* [Material for this task]:
/*
    UFT - Universal Floppy Tool
    https://github.com/uft-project/uft

    Copyright 2025 UFT contributors

    Permission is hereby granted, free of charge, to any person obtaining a
    copy of this software and associated documentation files (the “Software”),
    to deal in the Software without restriction, including without limitation
    the rights to use, copy, modify, merge, publish, distribute, sublicense,
    and/or sell copies of the Software, and to permit persons to whom the
    Software is furnished to do so, subject to the following conditions:

    The above copyright notice and this permission notice shall be included in
    all copies or substantial portions of the Software.

    THE SOFTWARE IS PROVIDED “AS IS”, WITHOUT WARRANTY OF ANY KIND, EXPRESS OR
    IMPLIED, INCLUDING BUT NOT LIMITED TO THE WARRANTIES OF MERCHANTABILITY,
    FITNESS FOR A PARTICULAR PURPOSE AND NONINFRINGEMENT. IN NO EVENT SHALL THE
    AUTHORS OR COPYRIGHT HOLDERS BE LIABLE FOR ANY CLAIM, DAMAGES OR OTHER
    LIABILITY, WHETHER IN AN ACTION OF CONTRACT, TORT OR OTHERWISE, ARISING
    FROM, OUT OF OR IN CONNECTION WITH THE SOFTWARE OR THE USE OR OTHER
    DEALINGS IN THE SOFTWARE.

    --------------------------------------------------------------------------

    src/containers/mod.rs

    The image container layer. Every parser exposes the same surface: probe,
    open, info, sector read/write (where writable), and a best-effort raw
    export. A DiskImage owns its backing bytes exclusively; sector reads
    return copies.
*/

pub mod atari_st;
pub mod d64;
pub mod diskcopy;
pub mod macbinary;
pub mod ndif;

use std::fmt::{Display, Formatter};

use crate::chs::SectorSelector;
use crate::{SectorErrorCode, UftError};

/// Every container format the library understands.
#[derive(Copy, Clone, Debug, PartialEq, Eq, Hash, strum::Display, strum::EnumIter)]
pub enum ContainerKind {
    #[strum(serialize = "D64")]
    D64,
    #[strum(serialize = "D71")]
    D71,
    #[strum(serialize = "Disk Copy 4.2")]
    DiskCopy42,
    #[strum(serialize = "NDIF")]
    Ndif,
    #[strum(serialize = "Self-Mounting Image")]
    Smi,
    #[strum(serialize = "MacBinary")]
    MacBinary,
    #[strum(serialize = "Atari ST raw")]
    AtariSt,
    #[strum(serialize = "MSA")]
    Msa,
    #[strum(serialize = "GW flux")]
    GwFlux,
    #[strum(serialize = "Kryoflux-style stream")]
    KryofluxStream,
}

impl ContainerKind {
    pub fn extensions(&self) -> Vec<&'static str> {
        match self {
            ContainerKind::D64 => vec!["d64"],
            ContainerKind::D71 => vec!["d71"],
            ContainerKind::DiskCopy42 => vec!["image", "dc42", "diskcopy"],
            ContainerKind::Ndif => vec!["img", "ndif"],
            ContainerKind::Smi => vec!["smi"],
            ContainerKind::MacBinary => vec!["bin", "macbin"],
            ContainerKind::AtariSt => vec!["st"],
            ContainerKind::Msa => vec!["msa"],
            ContainerKind::GwFlux => vec!["gwf"],
            ContainerKind::KryofluxStream => vec!["raw"],
        }
    }
}

/// How sectors are laid out across tracks.
#[derive(Copy, Clone, Debug, PartialEq, Eq)]
pub enum SectorLayout {
    /// The same sector count on every track (MFM formats).
    Fixed(u16),
    /// The 1541 zoned layout (21/19/18/17 sectors by speed zone).
    ZonedC64,
}

/// Geometry of an opened image.
#[derive(Copy, Clone, Debug, PartialEq, Eq)]
pub struct DiskGeometry {
    pub tracks: u16,
    pub heads: u8,
    pub layout: SectorLayout,
    pub sector_size: usize,
}

impl DiskGeometry {
    pub fn total_sectors(&self) -> usize {
        match self.layout {
            SectorLayout::Fixed(spt) => self.tracks as usize * self.heads as usize * spt as usize,
            SectorLayout::ZonedC64 => {
                crate::c64::total_sectors(self.tracks.min(42) as u8) * self.heads as usize
            }
        }
    }
}

impl Display for DiskGeometry {
    fn fmt(&self, f: &mut Formatter) -> std::fmt::Result {
        match self.layout {
            SectorLayout::Fixed(spt) => {
                write!(f, "{}t {}h {}spt x{}B", self.tracks, self.heads, spt, self.sector_size)
            }
            SectorLayout::ZonedC64 => {
                write!(f, "{}t {}h zoned x{}B", self.tracks, self.heads, self.sector_size)
            }
        }
    }
}

/// Summary record returned by `DiskImage::info`.
#[derive(Clone, Debug)]
pub struct ImageInfo {
    pub kind: ContainerKind,
    pub geometry: DiskGeometry,
    pub size_bytes: usize,
    pub total_sectors: usize,
    pub has_error_table: bool,
}

impl Display for ImageInfo {
    fn fmt(&self, f: &mut Formatter) -> std::fmt::Result {
        write!(
            f,
            "{}: {} ({} sectors, {} bytes{})",
            self.kind,
            self.geometry,
            self.total_sectors,
            self.size_bytes,
            if self.has_error_table { ", error table" } else { "" }
        )
    }
}

/// An opened sector-level disk image.
///
/// The backing bytes are owned exclusively and mutated only through the
/// sector write operations; the optional per-sector error table travels with
/// the image and round-trips bit-exactly.
#[derive(Clone, Debug)]
pub struct DiskImage {
    pub(crate) kind: ContainerKind,
    pub(crate) geometry: DiskGeometry,
    pub(crate) data: Vec<u8>,
    pub(crate) error_table: Option<Vec<u8>>,
}

impl DiskImage {
    pub fn kind(&self) -> ContainerKind {
        self.kind
    }

    pub fn geometry(&self) -> DiskGeometry {
        self.geometry
    }

    pub fn data(&self) -> &[u8] {
        &self.data
    }

    pub fn has_error_table(&self) -> bool {
        self.error_table.is_some()
    }

    pub fn info(&self) -> ImageInfo {
        ImageInfo {
            kind: self.kind,
            geometry: self.geometry,
            size_bytes: self.data.len() + self.error_table.as_ref().map(|t| t.len()).unwrap_or(0),
            total_sectors: self.geometry.total_sectors(),
            has_error_table: self.error_table.is_some(),
        }
    }

    /// Read a sector by logical selector. Returns a copy of the payload.
    pub fn read_sector(&self, selector: SectorSelector) -> Result<Vec<u8>, UftError> {
        match self.kind {
            ContainerKind::D64 | ContainerKind::D71 => d64::read_sector(self, selector),
            ContainerKind::AtariSt | ContainerKind::Msa => atari_st::read_sector(self, selector),
            ContainerKind::DiskCopy42 | ContainerKind::Ndif | ContainerKind::Smi => {
                diskcopy::read_sector(self, selector)
            }
            _ => Err(UftError::UnsupportedVariant(format!(
                "sector access on {}",
                self.kind
            ))),
        }
    }

    /// Write a sector by logical selector.
    pub fn write_sector(&mut self, selector: SectorSelector, payload: &[u8]) -> Result<(), UftError> {
        match self.kind {
            ContainerKind::D64 | ContainerKind::D71 => d64::write_sector(self, selector, payload),
            ContainerKind::AtariSt | ContainerKind::Msa => atari_st::write_sector(self, selector, payload),
            ContainerKind::DiskCopy42 | ContainerKind::Ndif | ContainerKind::Smi => {
                diskcopy::write_sector(self, selector, payload)
            }
            _ => Err(UftError::UnsupportedVariant(format!(
                "sector access on {}",
                self.kind
            ))),
        }
    }

    /// Read a sector together with its recorded 1541 outcome, when the image
    /// carries an error table.
    pub fn read_sector_with_status(
        &self,
        selector: SectorSelector,
    ) -> Result<(Vec<u8>, SectorErrorCode), UftError> {
        let payload = self.read_sector(selector)?;
        let status = match self.kind {
            ContainerKind::D64 | ContainerKind::D71 => d64::sector_status(self, selector)?,
            _ => SectorErrorCode::Ok,
        };
        Ok((payload, status))
    }

    /// Best-effort export of the raw sector data (error table and any
    /// container framing stripped).
    pub fn to_raw(&self) -> Vec<u8> {
        self.data.clone()
    }

    /// Serialize the image back into its container form, error table
    /// included. The inverse of the format module's `open`.
    pub fn to_container_bytes(&self) -> Result<Vec<u8>, UftError> {
        match self.kind {
            ContainerKind::D64 | ContainerKind::D71 => Ok(d64::to_bytes(self)),
            ContainerKind::AtariSt => Ok(self.data.clone()),
            ContainerKind::Msa => atari_st::to_msa_bytes(self),
            _ => Err(UftError::UnsupportedVariant(format!("re-serializing {}", self.kind))),
        }
    }

    /// Iterate sector payloads in linear container order. The sequence is
    /// lazy and finite.
    pub fn iter_sectors(&self) -> impl Iterator<Item = &[u8]> + '_ {
        self.data.chunks(self.geometry.sector_size)
    }
}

* [Task details]: Return nothing but the lines from the top of the records above through the line that has "IMPLIED, INCLUDING BUT". Keep each one exact.

* [Worked solution]:
/*
    UFT - Universal Floppy Tool
    https://github.com/uft-project/uft

    Copyright 2025 UFT contributors

    Permission is hereby granted, free of charge, to any person obtaining a
    copy of this software and associated documentation files (the “Software”),
    to deal in the Software without restriction, including without limitation
    the rights to use, copy, modify, merge, publish, distribute, sublicense,
    and/or sell copies of the Software, and to permit persons to whom the
    Software is furnished to do so, subject to the following conditions:

    The above copyright notice and this permission notice shall be included in
    all copies or substantial portions of the Software.

    THE SOFTWARE IS PROVIDED “AS IS”, WITHOUT WARRANTY OF ANY KIND, EXPRESS OR
    IMPLIED, INCLUDING BUT NOT LIMITED TO THE WARRANTIES OF MERCHANTABILITY,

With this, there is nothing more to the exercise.